If you want to serve people food to your dog, it’s pretty easy to find lists of toxic foods for dogs, but what isn’t readily available is a list of generally healthy and safe foods. Here’s a starting point list of foods that I comfortably will and won’t feed to my own dogs:

Generally healthy and safe foods

Lean meat, fish and poultry, peanuts and unsweetened peanut butter, raw bones, offal (heart, liver, kidney, tongue, tripe), eggs, beans and lentils, apples, bananas, blueberries, saskatoon berries, cranberries, cherries, pineapple, dried fruits including dates, carrots, cabbage, spinach, green or yellow string beans, broccoli, ripe tomatoes, potatoes, yams, zucchini, beets, alfalfa sprouts, parsley, cod liver oil, salmon oil, canola oil, olive oil, flax or hemp seed, glucosomine, acidophilus, digestive enzymes, nutritional yeast, bone meal or egg shells, yogurt, kefir and cottage cheese.
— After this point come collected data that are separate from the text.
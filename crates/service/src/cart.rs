//! Shopping cart.
//!
//! Every customer has at most one `ACTIVE` cart. It is created on first
//! access and replaced by a fresh one after checkout.

use std::sync::Arc;

use async_trait::async_trait;
use model::{Cart, CartLine, CartStatus, Product};
use repository::{CartsRepository, ProductsRepository, Session, Store, UsersRepository};
use tracing::{debug, instrument};
use uuid::Uuid;

use crate::access::Caller;
use crate::error::{ServiceError, conflict, invalid, not_found};

#[async_trait]
pub trait CartService: Send + Sync {
    /// Returns the caller's active cart, creating an empty one if needed.
    async fn get_active_cart(&self, caller: &Caller) -> Result<Cart, ServiceError>;

    /// Adds `quantity` units of a product. Adding a product already in the
    /// cart increases that line's quantity.
    async fn add_line(
        &self,
        caller: &Caller,
        product_id: Uuid,
        quantity: i32,
    ) -> Result<Cart, ServiceError>;
    async fn update_line_quantity(
        &self,
        caller: &Caller,
        line_id: Uuid,
        quantity: i32,
    ) -> Result<Cart, ServiceError>;
    async fn remove_line(&self, caller: &Caller, line_id: Uuid) -> Result<Cart, ServiceError>;
    /// Removes every line from the active cart.
    async fn clear(&self, caller: &Caller) -> Result<Cart, ServiceError>;

    async fn list_all(&self, caller: &Caller) -> Result<Vec<Cart>, ServiceError>;
    async fn get(&self, caller: &Caller, cart_id: Uuid) -> Result<Cart, ServiceError>;
}

pub struct CartServiceImpl<S> {
    store: Arc<S>,
}

impl<S: Store> CartServiceImpl<S> {
    pub fn new(store: Arc<S>) -> Self {
        Self { store }
    }
}

/// Finds the user's active cart or opens a new one.
pub(crate) async fn active_cart(
    session: &mut dyn Session,
    user_id: Uuid,
) -> Result<Cart, ServiceError> {
    if let Some(cart) = session.find_cart_by_status(user_id, CartStatus::Active).await? {
        return Ok(cart);
    }
    let user = session
        .get_user(user_id)
        .await?
        .ok_or_else(|| not_found("user", user_id))?;
    if !user.active {
        return Err(conflict("profile is deactivated"));
    }
    let cart = Cart::new(user.id);
    session.insert_cart(&cart).await?;
    debug!(cart_id = %cart.id, "Opened a new cart");
    Ok(cart)
}

async fn existing_active_cart(
    session: &mut dyn Session,
    user_id: Uuid,
) -> Result<Cart, ServiceError> {
    session
        .find_cart_by_status(user_id, CartStatus::Active)
        .await?
        .ok_or_else(|| ServiceError::NotFound("active cart".into()))
}

fn positive(quantity: i32) -> Result<i32, ServiceError> {
    if quantity < 1 {
        return Err(ServiceError::Validation("quantity must be at least 1".into()));
    }
    Ok(quantity)
}

fn ensure_supply(product: &Product, requested: i32) -> Result<(), ServiceError> {
    if requested > product.stock {
        return Err(ServiceError::InsufficientStock {
            product: product.name.clone(),
            available: product.stock,
            requested,
        });
    }
    Ok(())
}

async fn require_product(session: &mut dyn Session, id: Uuid) -> Result<Product, ServiceError> {
    session
        .get_product(id)
        .await?
        .ok_or_else(|| not_found("product", id))
}

#[async_trait]
impl<S: Store> CartService for CartServiceImpl<S> {
    #[instrument(skip(self))]
    async fn get_active_cart(&self, caller: &Caller) -> Result<Cart, ServiceError> {
        let mut s = self.store.begin().await?;
        let cart = active_cart(s.as_mut(), caller.user_id).await?;
        s.commit().await?;
        Ok(cart)
    }

    #[instrument(skip(self))]
    async fn add_line(
        &self,
        caller: &Caller,
        product_id: Uuid,
        quantity: i32,
    ) -> Result<Cart, ServiceError> {
        let quantity = positive(quantity)?;
        let mut s = self.store.begin().await?;
        let mut cart = active_cart(s.as_mut(), caller.user_id).await?;
        let product = require_product(s.as_mut(), product_id).await?;
        if !product.active {
            return Err(invalid(format!("product {} is not available", product.name)));
        }

        match cart.lines.iter_mut().find(|l| l.product_id == product_id) {
            Some(line) => {
                let total = line.quantity.checked_add(quantity).ok_or_else(|| {
                    ServiceError::InsufficientStock {
                        product: product.name.clone(),
                        available: product.stock,
                        requested: i32::MAX,
                    }
                })?;
                ensure_supply(&product, total)?;
                line.set_quantity(total);
                s.update_cart_line(line).await?;
            }
            None => {
                ensure_supply(&product, quantity)?;
                let line = CartLine::new(cart.id, product.id, quantity, product.price);
                s.insert_cart_line(&line).await?;
                cart.lines.push(line);
            }
        }
        cart.recompute_subtotal();
        s.update_cart(&cart).await?;
        s.commit().await?;
        Ok(cart)
    }

    #[instrument(skip(self))]
    async fn update_line_quantity(
        &self,
        caller: &Caller,
        line_id: Uuid,
        quantity: i32,
    ) -> Result<Cart, ServiceError> {
        let quantity = positive(quantity)?;
        let mut s = self.store.begin().await?;
        let mut cart = existing_active_cart(s.as_mut(), caller.user_id).await?;
        let product_id = cart
            .line(line_id)
            .map(|l| l.product_id)
            .ok_or_else(|| not_found("cart line", line_id))?;
        let product = require_product(s.as_mut(), product_id).await?;
        ensure_supply(&product, quantity)?;

        if let Some(line) = cart.lines.iter_mut().find(|l| l.id == line_id) {
            line.set_quantity(quantity);
            s.update_cart_line(line).await?;
        }
        cart.recompute_subtotal();
        s.update_cart(&cart).await?;
        s.commit().await?;
        Ok(cart)
    }

    #[instrument(skip(self))]
    async fn remove_line(&self, caller: &Caller, line_id: Uuid) -> Result<Cart, ServiceError> {
        let mut s = self.store.begin().await?;
        let mut cart = existing_active_cart(s.as_mut(), caller.user_id).await?;
        if cart.line(line_id).is_none() {
            return Err(not_found("cart line", line_id));
        }
        s.delete_cart_line(line_id).await?;
        cart.lines.retain(|l| l.id != line_id);
        cart.recompute_subtotal();
        s.update_cart(&cart).await?;
        s.commit().await?;
        Ok(cart)
    }

    #[instrument(skip(self))]
    async fn clear(&self, caller: &Caller) -> Result<Cart, ServiceError> {
        let mut s = self.store.begin().await?;
        let mut cart = existing_active_cart(s.as_mut(), caller.user_id).await?;
        s.clear_cart_lines(cart.id).await?;
        cart.clear();
        s.update_cart(&cart).await?;
        s.commit().await?;
        Ok(cart)
    }

    #[instrument(skip(self))]
    async fn list_all(&self, caller: &Caller) -> Result<Vec<Cart>, ServiceError> {
        caller.require_admin()?;
        let mut s = self.store.begin().await?;
        Ok(s.list_carts().await?)
    }

    #[instrument(skip(self))]
    async fn get(&self, caller: &Caller, cart_id: Uuid) -> Result<Cart, ServiceError> {
        let mut s = self.store.begin().await?;
        let cart = s
            .get_cart(cart_id)
            .await?
            .ok_or_else(|| not_found("cart", cart_id))?;
        caller.require_owner_or_admin(cart.user_id)?;
        Ok(cart)
    }
}

#[cfg(test)]
mod tests {
    use super::*;
    use crate::testing::{admin, seed_customer, seed_product};
    use memstore::MemoryStore;
    use rust_decimal::Decimal;

    fn subtotal_matches_lines(cart: &Cart) -> bool {
        let sum: Decimal = cart
            .lines
            .iter()
            .map(|l| l.unit_price * Decimal::from(l.quantity))
            .sum();
        cart.subtotal == sum
    }

    #[tokio::test]
    async fn test_cart_is_created_lazily_once() {
        let store = Arc::new(MemoryStore::new());
        let svc = CartServiceImpl::new(store.clone());
        let caller = seed_customer(&store, None).await;

        let first = svc.get_active_cart(&caller).await.unwrap();
        let second = svc.get_active_cart(&caller).await.unwrap();
        assert_eq!(first.id, second.id);
        assert_eq!(first.status, CartStatus::Active);
        assert_eq!(svc.list_all(&admin()).await.unwrap().len(), 1);
    }

    #[tokio::test]
    async fn test_subtotal_follows_every_mutation() {
        let store = Arc::new(MemoryStore::new());
        let svc = CartServiceImpl::new(store.clone());
        let caller = seed_customer(&store, None).await;
        let bread = seed_product(&store, "Pan", Decimal::from(10), 5).await;
        let cake = seed_product(&store, "Torta", Decimal::from(20), 5).await;

        svc.add_line(&caller, bread.id, 1).await.unwrap();
        let cart = svc.add_line(&caller, bread.id, 1).await.unwrap();
        assert_eq!(cart.lines.len(), 1);
        assert_eq!(cart.lines[0].quantity, 2);

        let cart = svc.add_line(&caller, cake.id, 1).await.unwrap();
        assert_eq!(cart.subtotal, Decimal::from(40));
        assert!(subtotal_matches_lines(&cart));

        let cake_line = cart.line_for_product(cake.id).unwrap().id;
        let cart = svc.update_line_quantity(&caller, cake_line, 3).await.unwrap();
        assert_eq!(cart.subtotal, Decimal::from(80));
        assert!(subtotal_matches_lines(&cart));

        let cart = svc.remove_line(&caller, cake_line).await.unwrap();
        assert_eq!(cart.subtotal, Decimal::from(20));
        assert!(subtotal_matches_lines(&cart));

        let cart = svc.clear(&caller).await.unwrap();
        assert!(cart.lines.is_empty());
        assert_eq!(cart.subtotal, Decimal::ZERO);

        let stored = svc.get_active_cart(&caller).await.unwrap();
        assert_eq!(stored, cart);
    }

    #[tokio::test]
    async fn test_quantity_bounded_by_stock() {
        let store = Arc::new(MemoryStore::new());
        let svc = CartServiceImpl::new(store.clone());
        let caller = seed_customer(&store, None).await;
        let bread = seed_product(&store, "Pan", Decimal::from(10), 2).await;

        assert!(matches!(
            svc.add_line(&caller, bread.id, 0).await,
            Err(ServiceError::Validation(_))
        ));
        assert!(matches!(
            svc.add_line(&caller, bread.id, 3).await,
            Err(ServiceError::InsufficientStock { available: 2, requested: 3, .. })
        ));

        svc.add_line(&caller, bread.id, 2).await.unwrap();
        assert!(matches!(
            svc.add_line(&caller, bread.id, 1).await,
            Err(ServiceError::InsufficientStock { requested: 3, .. })
        ));
        assert!(matches!(
            svc.add_line(&caller, Uuid::new_v4(), 1).await,
            Err(ServiceError::NotFound(_))
        ));
    }

    #[tokio::test]
    async fn test_repeated_add_cannot_overflow_quantity() {
        let store = Arc::new(MemoryStore::new());
        let svc = CartServiceImpl::new(store.clone());
        let caller = seed_customer(&store, None).await;
        let bread = seed_product(&store, "Pan", Decimal::from(10), 5).await;

        svc.add_line(&caller, bread.id, 1).await.unwrap();
        assert!(matches!(
            svc.add_line(&caller, bread.id, i32::MAX).await,
            Err(ServiceError::InsufficientStock { available: 5, .. })
        ));

        let cart = svc.get_active_cart(&caller).await.unwrap();
        assert_eq!(cart.lines.len(), 1);
        assert_eq!(cart.lines[0].quantity, 1);
        assert_eq!(cart.subtotal, Decimal::from(10));
    }

    #[tokio::test]
    async fn test_update_quantity_bounded_by_stock() {
        let store = Arc::new(MemoryStore::new());
        let svc = CartServiceImpl::new(store.clone());
        let caller = seed_customer(&store, None).await;
        let other = seed_customer(&store, None).await;
        let bread = seed_product(&store, "Pan", Decimal::from(10), 3).await;

        let cart = svc.add_line(&caller, bread.id, 2).await.unwrap();
        let line_id = cart.lines[0].id;
        svc.add_line(&other, bread.id, 1).await.unwrap();

        let unchanged = |cart: &Cart| {
            assert_eq!(cart.lines.len(), 1);
            assert_eq!(cart.lines[0].quantity, 2);
            assert_eq!(cart.subtotal, Decimal::from(20));
        };

        assert!(matches!(
            svc.update_line_quantity(&caller, line_id, 4).await,
            Err(ServiceError::InsufficientStock { available: 3, requested: 4, .. })
        ));
        unchanged(&svc.get_active_cart(&caller).await.unwrap());

        assert!(matches!(
            svc.update_line_quantity(&caller, line_id, 0).await,
            Err(ServiceError::Validation(_))
        ));
        unchanged(&svc.get_active_cart(&caller).await.unwrap());

        assert!(matches!(
            svc.update_line_quantity(&other, line_id, 1).await,
            Err(ServiceError::NotFound(_))
        ));
        unchanged(&svc.get_active_cart(&caller).await.unwrap());

        let cart = svc.update_line_quantity(&caller, line_id, 3).await.unwrap();
        assert_eq!(cart.lines[0].quantity, 3);
        assert_eq!(cart.subtotal, Decimal::from(30));
    }

    #[tokio::test]
    async fn test_foreign_cart_is_forbidden() {
        let store = Arc::new(MemoryStore::new());
        let svc = CartServiceImpl::new(store.clone());
        let ana = seed_customer(&store, None).await;
        let bob = seed_customer(&store, None).await;

        let cart = svc.get_active_cart(&ana).await.unwrap();
        assert!(matches!(
            svc.get(&bob, cart.id).await,
            Err(ServiceError::Forbidden(_))
        ));
        assert_eq!(svc.get(&admin(), cart.id).await.unwrap().id, cart.id);
        assert!(matches!(
            svc.remove_line(&bob, Uuid::new_v4()).await,
            Err(ServiceError::NotFound(_))
        ));
    }
}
Unhealthy and/or toxic foods

Ham, bacon or excessive poultry skin, macadamia nuts, walnuts, cooked bones, grapes, raisins and some currants including juices and trail mixes, rhubarb fruit and leaves, fruit seeds from apples, pears, plums, peaches and apricots, onions, garlic, avocado, green tomatoes and potatoes, potato peels, lumps of fat off meat, butter, corn, popped corn, yeast dough that’s rising, hops, xylitol, milk, nutmeg, caffeinated coffee and tea, salt, chocolate, cocoa powder and chocolate icings, alcoholic beverages, moldy foods and sugar.

I’m not a veterinarian or a small animal nutritionist so please consider this as one source of information. The pet food industry has done a very good job telling people that they’re incapable of feeding dogs. I don’t believe them. Read about the topic, talk with your vet and others in the pet care business, then make choices that are best for your dog. If you feed your dog something that doesn't increase their vitality or agree with them, check with your vet.

Recipe for home-made dog biscuits: Grain-free peanut butter chip drop cookies

2 cups black beans

1 cup peanut butter

2 eggs – include shells

½ cup dried fruit (16 apricots - NEVER use raisins)

Blend 1.5 cups of beans with the rest of the ingredients in a food processor.

Once fully blended, fold in ½ cup of black beans so they look like chocolate chips (NEVER use chocolate)

Drop by teaspoonful onto cookie sheets

Bake at 350’ for 15 minutes

If you want to eat these yourself as protein bars, omit the egg shells.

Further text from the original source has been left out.